Chemistry
Data driven discovery of conjugated polyelectrolytes for optoelectronic and photocatalytic applications
Y. Wan, F. Ramirez, et al.
This exciting study by Yangyang Wan, Fernando Ramirez, Xu Zhang, Thuc-Quyen Nguyen, Guillermo C. Bazan, and Gang Lu investigates conjugated polyelectrolytes (CPEs) using machine learning and high-throughput calculations, revealing crucial structural features that can predict unknown properties. Discover promising candidates for innovative applications in optoelectronic devices and sustainable photocatalysts!

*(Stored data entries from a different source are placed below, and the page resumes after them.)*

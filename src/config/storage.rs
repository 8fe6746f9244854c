//! Storage configuration module.
//!
//! This module defines where word files live and how they are named.

use super::{ConfigResult, Validate};
use crate::error::config::ConfigError;
use serde::{Deserialize, Serialize};
use std::path::PathBuf;

/// Storage configuration.
#[derive(Debug, Clone, Serialize, Deserialize, PartialEq, Eq)]
#[serde(default)]
pub struct StorageConfig {
    /// Directory that word files are saved to and loaded from
    pub directory: PathBuf,

    /// File extension appended to every stem, without the dot
    pub extension: String,
}

impl Default for StorageConfig {
    fn default() -> Self {
        Self {
            directory: PathBuf::from("."),
            extension: "txt".to_string(),
        }
    }
}

impl Validate for StorageConfig {
    fn validate(&self) -> ConfigResult<()> {
        if self.directory.as_os_str().is_empty() {
            return Err(ConfigError::ValidationError(
                "storage directory cannot be empty".to_string(),
            ));
        }

        if self.extension.trim().is_empty() {
            return Err(ConfigError::ValidationError(
                "storage extension cannot be empty".to_string(),
            ));
        }

        if self.extension.starts_with('.')
            || self.extension.contains(std::path::is_separator)
        {
            return Err(ConfigError::ValidationError(format!(
                "Invalid storage extension: {}",
                self.extension
            )));
        }

        Ok(())
    }
}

~3 min • Beginner • English
Introduction
Conjugated polyelectrolytes (CPEs) are macromolecules with π-conjugated backbones, ionic-functionalized alkyl side chains, and counter ions. Their delocalized π-electrons impart optical and charge-transport properties, while ionic groups ensure solubility in high-dielectric media, notably water. Narrow bandgap CPEs (NBCPEs), formed by alternating electron-rich and electron-poor backbone units, can exhibit intramolecular charge-transfer states and self-doping in aqueous media when bearing anionic sulfonate side groups. Despite significant potential, systematic theoretical/first-principles studies are scarce, leaving unclear how electrostatic forces and individual structural components (backbone donor/acceptor units, side-chain length, ionic group, counter ion) govern optoelectronic properties and polaron stabilization, and hindering rational CPE design.

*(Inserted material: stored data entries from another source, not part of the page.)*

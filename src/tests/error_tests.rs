//! Tests for the error module.
//!
//! This module contains tests for error handling and error types.

use crate::error::{
    ConfigError, ErrorContext, ErrorReporter, StorageError, TracingErrorReporter, WordTrieError,
};
use std::io;
use std::path::PathBuf;

/// Test that error context can be created and displayed properly.
#[test]
fn test_error_context_display() {
    let error = WordTrieError::Custom("test error".to_string());
    let context = ErrorContext::new(error, "test_component").with_details("additional details");

    let display_string = format!("{context}");
    assert!(display_string.contains("test error"));
    assert!(display_string.contains("test_component"));
    assert!(display_string.contains("additional details"));
}

/// Storage errors keep their distinct messages when wrapped.
#[test]
fn test_storage_error_display() {
    let exists: WordTrieError = StorageError::AlreadyExists(PathBuf::from("words.txt")).into();
    assert_eq!(
        exists.to_string(),
        "Storage error: File already exists, try another name: words.txt"
    );

    let missing: WordTrieError = StorageError::NotFound(PathBuf::from("gone.txt")).into();
    assert_eq!(missing.to_string(), "Storage error: File not found: gone.txt");

    let io_error = StorageError::Io {
        path: PathBuf::from("disk.txt"),
        source: io::Error::new(io::ErrorKind::Other, "disk full"),
    };
    assert_eq!(io_error.to_string(), "I/O error on disk.txt: disk full");
    assert!(std::error::Error::source(&io_error).is_some());
}

/// Test that nested errors work correctly.
#[test]
fn test_nested_errors() {
    let config_error: WordTrieError = ConfigError::ValidationError("bad".to_string()).into();
    assert!(config_error.to_string().contains("bad"));

    let io_error: WordTrieError = io::Error::new(io::ErrorKind::NotFound, "file not found").into();
    assert!(io_error.to_string().contains("file not found"));
}

/// Test that the default tracing error reporter can be used.
#[test]
fn test_tracing_error_reporter() {
    let reporter = TracingErrorReporter;
    let context = ErrorContext::new(StorageError::InvalidStem(String::new()), "test_component");

    // Just make sure this doesn't panic
    reporter.report(&context);
}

This work addresses these gaps via a data-centric approach that combines machine learning with high-throughput first-principles calculations to build a CPE database and derive structure–property relationships. Given the high-dimensional design space enabled by modular CPE structures, the study investigates how HOMO, LUMO, and HOMO–LUMO gap (Eg) depend on individual components, identifies key structural features via machine learning, and uses them as descriptors to predict properties of CPEs beyond the database. Finally, guided by these relationships, the study screens and identifies promising CPEs as hole-transport materials for perovskite optoelectronics and as photocatalysts for overall water splitting.
Literature Review
Methodology
Database construction: Exploiting the modularity of CPEs, a first-principles database (>2000 CPEs overall; focus here on 1296 anionic CPEs) was generated by combining 3 donors (CPDT, P, PDT) and 9 acceptors (BT, PT, BBT, FBT, Ph, PhF, Py, PhCN, Tp) into 27 backbones, with 4 alkyl chain lengths (C4, C6, C8, C10), 3 anionic groups (COO−, SO3−, PO3H), and 4 counter cations (Li, Na, K, Cs).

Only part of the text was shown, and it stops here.